From customer observation, a team of typically 5 or fewer developers and 1 manager, have multiple data jobs in development and production. After design and deployment of data jobs, the team is also responsible for monitoring the data flow on a day-to-day basis.
The overview dashboard gives the data integration team a quick overview, or what I have termed the “Monday morning check” of data integration jobs.
I spoke with several dozens of customers prior to the design of this application, but the validation never stops and the best reaction after the product launch was this:
What are the “right kinds of metrics”?
Rows Processed and Number of Jobs are the two key metrics. Shown here are miniature visualizations of the data to be used on the overview dashboard. Hovering over the columns provide additional information. The Number of Jobs chart display an additional dimension of data by breaking down the count by ‘job status’, so a stacked column chart is the most appropriate visualization to show the states Success, Warning, and Failed.
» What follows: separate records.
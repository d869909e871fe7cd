//! MAR ID Information Element.
//!
//! Per 3GPP TS 29.244 Section 8.2.137, identifies a MAR (Multi-Access Rule).

use crate::error::PfcpError;
use crate::ie::{Ie, IeType};

#[derive(Debug, Clone, Copy, PartialEq, Eq)]
pub struct MarId {
    pub value: u16,
}

impl MarId {
    pub fn new(value: u16) -> Self {
        Self { value }
    }

    pub fn marshal(&self) -> [u8; 2] {
        self.value.to_be_bytes()
    }

    pub fn unmarshal(data: &[u8]) -> Result<Self, PfcpError> {
        if data.len() < 2 {
            return Err(PfcpError::invalid_length(
                "MAR ID",
                IeType::MarId,
                2,
                data.len(),
            ));
        }
        Ok(Self {
            value: u16::from_be_bytes(data[0..2].try_into().unwrap()),
        })
    }

    pub fn to_ie(&self) -> Ie {
        Ie::new(IeType::MarId, self.marshal().to_vec())
    }
}
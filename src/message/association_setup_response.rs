// src/message/association_setup_response.rs

//! Association Setup Response message implementation.

use crate::error::PfcpError;
use crate::ie::{Ie, IeType};
use crate::message::{header::Header, Message, MsgType};
use crate::types::{Seid, SequenceNumber};

#[derive(Debug, Clone, PartialEq, Eq)]
pub struct AssociationSetupResponse {
    pub header: Header,
    pub node_id: Ie,                           // M - 3GPP TS 29.244 Table 7.4.4.2-1
    pub cause: Ie,                             // M - 3GPP TS 29.244 Table 7.4.4.2-1
    pub recovery_time_stamp: Option<Ie>, // M - 3GPP TS 29.244 Table 7.4.4.2-1 (TODO: Should be mandatory, not Optional)
    pub up_function_features: Option<Ie>, // C - 3GPP TS 29.244 Table 7.4.4.2-1
    pub cp_function_features: Option<Ie>, // C - 3GPP TS 29.244 Table 7.4.4.2-1
    pub alternative_smf_ip_addresses: Vec<Ie>, // O - Multiple - IE Type 178 (N4/N4mb only)
    pub smf_set_id: Option<Ie>, // C - IE Type 180 - When MPAS feature is advertised (N4/N4mb only)
    pub pfcpas_rsp_flags: Option<Ie>, // O - IE Type 184 - PSREI and UUPSI flags
    pub gtpu_path_qos_control_information: Vec<Ie>, // C - Multiple - IE Type 238 (N4 only)
    pub nf_instance_id: Option<Ie>, // O - IE Type 253 - When sent by 5G UP function (N4/N4mb only)
    // TODO: [IE Type 203] Clock Drift Control Information - C - Multiple instances allowed, Grouped IE (N4 only)
    // TODO: [IE Type 233] UE IP address Pool Information - O - Multiple instances allowed (Sxb/N4 only)
    pub ies: Vec<Ie>,
}
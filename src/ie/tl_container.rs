//! TL-Container Information Element.
//!
//! Per 3GPP TS 29.244 Section 8.2.230, carries raw TL-Container bytes
//! as defined in 3GPP TS 26.510 for RTP/multimedia transport configuration.

use crate::error::PfcpError;
use crate::ie::{Ie, IeType};

/// TL-Container IE.
///
/// Carries an opaque byte sequence representing a TL-Container as defined
/// in 3GPP TS 26.510.
///
/// # 3GPP Reference
/// 3GPP TS 29.244 Section 8.2.230
#[derive(Debug, Clone, PartialEq, Eq)]
pub struct TlContainer {
    pub value: Vec<u8>,
}

impl TlContainer {
    pub fn new(value: Vec<u8>) -> Self {
        Self { value }
    }

    pub fn marshal(&self) -> Vec<u8> {
        self.value.clone()
    }

    pub fn unmarshal(data: &[u8]) -> Result<Self, PfcpError> {
        if data.is_empty() {
            return Err(PfcpError::invalid_length(
                "TL-Container",
                IeType::TlContainer,
                1,
                0,
            ));
        }
        Ok(Self {
            value: data.to_vec(),
        })
    }

    pub fn to_ie(&self) -> Ie {
        Ie::new(IeType::TlContainer, self.marshal())
    }
}
//! PFD Context IE.

use crate::error::PfcpError;
use crate::ie::pfd_contents::PfdContents;
use crate::ie::{Ie, IeType};

/// Represents a PFD Context.
#[derive(Debug, Clone, PartialEq, Eq)]
pub struct PfdContext {
    pub pfd_contents: Vec<PfdContents>,
}

impl PfdContext {
    /// Creates a new PFD Context.
    pub fn new(pfd_contents: Vec<PfdContents>) -> Self {
        PfdContext { pfd_contents }
    }

    /// Marshals the PFD Context into a byte vector, which is the payload of the IE.
    pub fn marshal(&self) -> Vec<u8> {
        let mut data = Vec::new();
        for contents in &self.pfd_contents {
            data.extend_from_slice(&contents.to_ie().marshal());
        }
        data
    }

    /// Unmarshals a byte slice into a PFD Context.
    pub fn unmarshal(payload: &[u8]) -> Result<Self, PfcpError> {
        let mut pfd_contents = Vec::new();
        let mut offset = 0;
        while offset < payload.len() {
            let ie = Ie::unmarshal(&payload[offset..])?;
            if ie.ie_type == IeType::PfdContents {
                pfd_contents.push(PfdContents::unmarshal(&ie.payload)?);
            }
            offset += ie.len() as usize;
        }
        Ok(PfdContext { pfd_contents })
    }

    /// Wraps the PFD Context in a PFDContext IE.
    pub fn to_ie(&self) -> Ie {
        Ie::new(IeType::PfdContext, self.marshal())
    }
}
Each of the key metrics can be correlated with a supporting metrics such as projects or tags. So the visualization is rows processed by Projects, Folders, and Tags. Using line charts lets user visualize and compare the data over time.
While interviewing and observing customers, I observed a variety of solutions that developers have pieced together to support their routine workflows.
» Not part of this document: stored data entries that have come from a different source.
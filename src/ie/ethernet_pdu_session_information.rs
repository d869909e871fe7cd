//! Ethernet PDU Session Information Element
//!
//! The Ethernet PDU Session Information IE indicates whether the Ethernet PDU session
//! is carrying Ethernet frames or untagged Ethernet frames. Per 3GPP TS 29.244 Section 8.2.102,
//! this IE provides information about the Ethernet encapsulation used in the session.

use crate::error::PfcpError;
use crate::ie::{Ie, IeType};

/// Ethernet PDU Session Information
///
/// Indicates the Ethernet PDU session encapsulation type.
///
/// # 3GPP Reference
/// 3GPP TS 29.244 Section 8.2.102
///
/// # Structure
/// - Octet 5: Flags (currently only ETHI flag defined)
///
/// ```text
/// Bit 1: ETHI (Ethernet Header Indication)
///        0 = Ethernet header is present
///        1 = Ethernet header is not present (untagged)
/// Bits 2-8: Spare (set to 0)
/// ```
///
/// # Examples
///
/// ```
/// use pfcp_core::ie::ethernet_pdu_session_information::EthernetPduSessionInformation;
///
/// // Create with Ethernet header present
/// let with_header = EthernetPduSessionInformation::with_ethernet_header();
/// assert!(!with_header.is_untagged());
///
/// // Create without Ethernet header (untagged)
/// let untagged = EthernetPduSessionInformation::untagged();
/// assert!(untagged.is_untagged());
///
/// // Marshal and unmarshal
/// let bytes = with_header.marshal();
/// let parsed = EthernetPduSessionInformation::unmarshal(&bytes).unwrap();
/// assert_eq!(with_header, parsed);
/// ```
#[derive(Debug, Clone, Copy, PartialEq, Eq, Hash)]
pub struct EthernetPduSessionInformation {
    /// ETHI flag - Ethernet Header Indication
    /// false = Ethernet header present, true = no Ethernet header (untagged)
    ethi: bool,
}

impl EthernetPduSessionInformation {
    /// ETHI flag bit mask
    const ETHI_FLAG: u8 = 0x01;

    /// Create new Ethernet PDU Session Information
    ///
    /// # Arguments
    /// * `untagged` - True if Ethernet header is not present (untagged), false otherwise
    ///
    /// # Example
    /// ```
    /// use pfcp_core::ie::ethernet_pdu_session_information::EthernetPduSessionInformation;
    ///
    /// let info = EthernetPduSessionInformation::new(false);
    /// assert!(!info.is_untagged());
    /// ```
    pub fn new(untagged: bool) -> Self {
        EthernetPduSessionInformation { ethi: untagged }
    }

    /// Create Ethernet PDU session with Ethernet header present
    ///
    /// # Example
    /// ```
    /// use pfcp_core::ie::ethernet_pdu_session_information::EthernetPduSessionInformation;
    ///
    /// let info = EthernetPduSessionInformation::with_ethernet_header();
    /// assert!(!info.is_untagged());
    /// assert!(info.has_ethernet_header());
    /// ```
    pub fn with_ethernet_header() -> Self {
        EthernetPduSessionInformation::new(false)
    }

    /// Create untagged Ethernet PDU session (no Ethernet header)
    ///
    /// # Example
    /// ```
    /// use pfcp_core::ie::ethernet_pdu_session_information::EthernetPduSessionInformation;
    ///
    /// let info = EthernetPduSessionInformation::untagged();
    /// assert!(info.is_untagged());
    /// assert!(!info.has_ethernet_header());
    /// ```
    pub fn untagged() -> Self {
        EthernetPduSessionInformation::new(true)
    }

    /// Check if Ethernet header is not present (untagged)
    ///
    /// # Example
    /// ```
    /// use pfcp_core::ie::ethernet_pdu_session_information::EthernetPduSessionInformation;
    ///
    /// let untagged = EthernetPduSessionInformation::untagged();
    /// assert!(untagged.is_untagged());
    /// ```
    pub fn is_untagged(&self) -> bool {
        self.ethi
    }

    /// Check if Ethernet header is present
    ///
    /// # Example
    /// ```
    /// use pfcp_core::ie::ethernet_pdu_session_information::EthernetPduSessionInformation;
    ///
    /// let with_header = EthernetPduSessionInformation::with_ethernet_header();
    /// assert!(with_header.has_ethernet_header());
    /// ```
    pub fn has_ethernet_header(&self) -> bool {
        !self.ethi
    }

    /// Marshal Ethernet PDU Session Information to bytes
    ///
    /// # Returns
    /// 1-byte array with flags
    pub fn marshal(&self) -> [u8; 1] {
        let mut flags = 0u8;
        if self.ethi {
            flags |= Self::ETHI_FLAG;
        }
        [flags]
    }

    /// Unmarshal Ethernet PDU Session Information from bytes
    ///
    /// # Arguments
    /// * `data` - Byte slice containing session info data (must be at least 1 byte)
    ///
    /// # Errors
    /// Returns error if data is too short
    ///
    /// # Example
    /// ```
    /// use pfcp_core::ie::ethernet_pdu_session_information::EthernetPduSessionInformation;
    ///
    /// let info = EthernetPduSessionInformation::with_ethernet_header();
    /// let bytes = info.marshal();
    /// let parsed = EthernetPduSessionInformation::unmarshal(&bytes).unwrap();
    /// assert_eq!(info, parsed);
    /// ```
    pub fn unmarshal(data: &[u8]) -> Result<Self, PfcpError> {
        if data.is_empty() {
            return Err(PfcpError::invalid_length(
                "Ethernet PDU Session Information",
                IeType::EthernetPduSessionInformation,
                1,
                0,
            ));
        }

        let ethi = (data[0] & Self::ETHI_FLAG) != 0;

        Ok(EthernetPduSessionInformation { ethi })
    }

    /// Convert to generic IE
    ///
    /// # Example
    /// ```
    /// use pfcp_core::ie::ethernet_pdu_session_information::EthernetPduSessionInformation;
    /// use pfcp_core::ie::IeType;
    ///
    /// let info = EthernetPduSessionInformation::with_ethernet_header();
    /// let ie = info.to_ie();
    /// assert_eq!(ie.ie_type, IeType::EthernetPduSessionInformation);
    /// ```
    pub fn to_ie(&self) -> Ie {
        Ie::new(
            IeType::EthernetPduSessionInformation,
            self.marshal().to_vec(),
        )
    }
}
This customer observation generated numerous ideas for data visualization and data reporting features, and also inspired new product strategies such as an Informatica Slack app for monitoring.
Utilizing Slack gives teams an impactful way to view Informatica operations data in a collaborative environment that they use daily anyway.
Big Numbers, 1st Glance
A key insight I discovered from observing users is that they want the first glance to contain large actionable numbers, or “fast facts”, rather than common visualizations such as pie charts and donut charts.
Analysis Views, 2nd Glance
Visualizations are the second glance for a more detailed analysis of the data.